A Christian organization in Beirut, Lebanon is seeing miracles happening even though the country faces great political unrest and intense poverty.
Tom Atema is the co-founder of a non-profit Christian organization called Heart for Lebanon, started back in 2006. He has been there helping out with the physical, mental, and emotional needs of the people ever since.
"On August 4, 2020, when the blast took place, it was the second-largest explosion in world history, the first one being the atomic bomb. The devastation is still visible today," says Atema.
While some buildings still show signs of the blast nine months later, Atema shares that it's visible in the lives of the people.
"Two million refugees live in this country. They're crowded in but it's the begging on the streets, the car hijackings all driven by the poverty that has taken place that the explosion has fueled."
Initially, roughly 300,000 people were displaced and lost their homes from the blast that happened in Lebanon's port.
"When the explosion took place the government resigned and they still have not been able to put a government together.

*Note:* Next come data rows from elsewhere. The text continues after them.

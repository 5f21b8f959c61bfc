//! Cross-context message contracts.
//!
//! Each request expects exactly one response, never a stream. The wire
//! shapes mirror the transport table: replies carry an `ok` flag with
//! either a `state`/`patch` payload or an `error` string.

use serde::{Deserialize, Serialize};

use crate::error::StoreError;
use crate::patch::{Patch, PatchRequest, PatchState};
use crate::provider::ProviderConfig;

#[cfg(test)]
#[path = "message_tests.rs"]
mod tests;

/// A request addressed to the patch store.
#[derive(Debug, Clone, PartialEq, Eq, Serialize, Deserialize)]
#[serde(tag = "type", content = "payload", rename_all = "snake_case")]
pub enum StoreMessage {
    /// Apply a partial patch; omitted fields retain their current value.
    Apply(PatchRequest),
    /// Clear all injected content and return to the clean state.
    Reset,
    /// Read the current state verbatim.
    GetState,
}

/// Response from the patch store to any [`StoreMessage`].
#[derive(Debug, Clone, PartialEq, Eq, Serialize, Deserialize)]
pub struct StoreReply {
    pub ok: bool,
    #[serde(default, skip_serializing_if = "Option::is_none")]
    pub state: Option<PatchState>,
    #[serde(default, skip_serializing_if = "Option::is_none")]
    pub error: Option<String>,
}

impl StoreReply {
    /// A successful reply carrying the resulting state.
    pub fn success(state: PatchState) -> Self {
        Self {
            ok: true,
            state: Some(state),
            error: None,
        }
    }

    /// A failed reply carrying an error message.
    pub fn failure(error: impl Into<String>) -> Self {
        Self {
            ok: false,
            state: None,
            error: Some(error.into()),
        }
    }

    /// Convert back into a result for in-process consumers.
    pub fn into_result(self) -> Result<PatchState, StoreError> {
        if self.ok {
            Ok(self.state.unwrap_or_default())
        } else {
            Err(StoreError::Injection(self.error.unwrap_or_default()))
        }
    }
}

impl From<Result<PatchState, StoreError>> for StoreReply {
    fn from(result: Result<PatchState, StoreError>) -> Self {
        match result {
            Ok(state) => Self::success(state),
            Err(e) => Self::failure(e.to_string()),
        }
    }
}

/// A generation request addressed to the broker.
#[derive(Debug, Clone, PartialEq, Serialize, Deserialize)]
pub struct GenerateRequest {
    /// Free-text instruction describing the desired change.
    pub instruction: String,
    /// The currently committed patch, given to the model as context.
    #[serde(default)]
    pub current_patch: PatchState,
    /// Backend selection and credentials.
    pub provider_config: ProviderConfig,
}

/// Response from the broker to a [`GenerateRequest`].
#[derive(Debug, Clone, PartialEq, Serialize, Deserialize)]
pub struct GenerateReply {
    pub ok: bool,
    #[serde(default, skip_serializing_if = "Option::is_none")]
    pub patch: Option<Patch>,
    #[serde(default, skip_serializing_if = "Option::is_none")]
    pub explanation: Option<String>,
    #[serde(default, skip_serializing_if = "Option::is_none")]
    pub error: Option<String>,
}

impl GenerateReply {
    /// A successful reply carrying the generated patch and explanation.
    pub fn success(patch: Patch, explanation: impl Into<String>) -> Self {
        Self {
            ok: true,
            patch: Some(patch),
            explanation: Some(explanation.into()),
            error: None,
        }
    }

    /// A failed reply carrying an error message.
    pub fn failure(error: impl Into<String>) -> Self {
        Self {
            ok: false,
            patch: None,
            explanation: None,
            error: Some(error.into()),
        }
    }
}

This evening the president is talking about it, promising all kinds of unity, but the average person on the streets doesn't buy it, because there's been no action," says Atema.
On top of the political unrest, the country is having a hard time with COVID and getting people vaccinated.

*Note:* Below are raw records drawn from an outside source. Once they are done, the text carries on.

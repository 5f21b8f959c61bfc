//! Error types for the LiveForge protocol layer.

mod broker;
mod store;
mod surface;

pub use broker::*;
pub use store::*;
pub use surface::*;
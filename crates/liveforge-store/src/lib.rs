//! # LiveForge Store
//!
//! The patch store and applicator: the single owner of a page's current
//! patch state. It (re)applies markup and style through two managed
//! elements, executes injected script behind a capability-scoped contract,
//! and tears script side effects down before the next script runs.
//!
//! ## Core Concepts
//!
//! - **PatchStore**: owns the state, the managed elements, and the script
//!   effect set. One instance per page; constructed explicitly so tests can
//!   run many independent instances.
//! - **PageHost**: abstraction over the host page. The store never assumes
//!   a concrete document implementation.
//! - **ScriptEngine**: the execution contract for model-supplied script.
//!   Injected code sees only the minimal [`ScriptApi`] surface:
//!   append-to-body and register-cleanup.
//! - **StoreHandle**: actor-style front end. Requests are processed one at
//!   a time in arrival order; each gets exactly one reply.

pub mod handle;
pub mod host;
pub mod script;
pub mod store;

pub use handle::StoreHandle;
pub use host::{DetachedElement, ElementId, InMemoryPage, PageHost};
pub use script::{DisabledScriptEngine, ScriptApi, ScriptEffectSet, ScriptEngine, ScriptError};
pub use store::PatchStore;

"Things are in desperate shape. The government has no money and the vaccine has just started to come here. It costs everybody, if you are paying in Lebanese, it will cost each person one month's salary for one shot."
Atema shares that although things look bleak from an outside perspective, he is seeing God move.

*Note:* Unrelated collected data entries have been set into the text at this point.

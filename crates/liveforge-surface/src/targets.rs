//! Target registry.
//!
//! A target is one page with a running patch store. The surface only ever
//! addresses the active target; at most one target is active at a time.

use std::collections::HashMap;

use liveforge_protocols::error::SurfaceError;
use liveforge_store::StoreHandle;

#[cfg(test)]
#[path = "targets_tests.rs"]
mod tests;

/// Target unique identifier type.
pub type TargetId = String;

/// Registered targets plus the single active one.
#[derive(Default)]
pub struct TargetRegistry {
    targets: HashMap<TargetId, StoreHandle>,
    active: Option<TargetId>,
}

impl TargetRegistry {
    pub fn new() -> Self {
        Self::default()
    }

    /// Register a target. The first registered target becomes active.
    pub fn register(&mut self, id: impl Into<TargetId>, handle: StoreHandle) {
        let id = id.into();
        if self.active.is_none() {
            self.active = Some(id.clone());
        }
        self.targets.insert(id, handle);
    }

    /// Make a registered target the active one.
    pub fn activate(&mut self, id: &str) -> Result<(), SurfaceError> {
        if !self.targets.contains_key(id) {
            return Err(SurfaceError::UnknownTarget(id.to_string()));
        }
        self.active = Some(id.to_string());
        Ok(())
    }

    /// The active target's store handle.
    pub fn active(&self) -> Result<&StoreHandle, SurfaceError> {
        self.active
            .as_deref()
            .and_then(|id| self.targets.get(id))
            .ok_or(SurfaceError::NoActiveTarget)
    }

    /// Id of the active target, if any.
    pub fn active_id(&self) -> Option<&str> {
        self.active.as_deref()
    }

    /// Remove a target; clears the active slot if it pointed there.
    pub fn remove(&mut self, id: &str) {
        self.targets.remove(id);
        if self.active.as_deref() == Some(id) {
            self.active = None;
        }
    }

    pub fn len(&self) -> usize {
        self.targets.len()
    }

    pub fn is_empty(&self) -> bool {
        self.targets.is_empty()
    }
}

"God's in control and there's a whole other side of the coin that these situations are driving people to ask questions about the future and about God."
Atema has visited and lived in 180 countries around the world, but what he is seeing now is like nothing before.
"I've never seen more people come to faith in Christ in the last year here in the country of Lebanon. They are mostly Muslim background people, but not totally. Muslims from Syria are wide open to discussion of why is this happening and what is the answer, nobody cares for us except for you Christians and why are you helping us?"
These questions and the physical care the Heart for Lebanon team shows refugees open up opportunities to share the love of Jesus with them.
While their groups can't meet in person due to the pandemic, Atema says that their online Bible studies have grown by a third and their two churches have grown by an eighth.
"It's so encouraging to be in a Syrian refugee tent community and you pull up there, and this lady is sharing her Bible lesson that she learned on our What's App group to other ladies in the tent settlements."
As for immediate needs, Atema shares what Heart for Lebanon is looking for.
"Prayers are the number one thing we need right now. We need prayer for wisdom. The poverty level is so dire. After going for dinner in Beirut, we walked three blocks back to the hotel and I had six different ladies with their babies ask for money and help. We need wisdom on who to say yes to. Please pray for our staff because it's tiring when there's no end in sight."
The organization takes a holistic approach to their ministry and are non-denominational.
"This I refer to as our Esther moment for our generation, it's almost unbelievable," says Atema.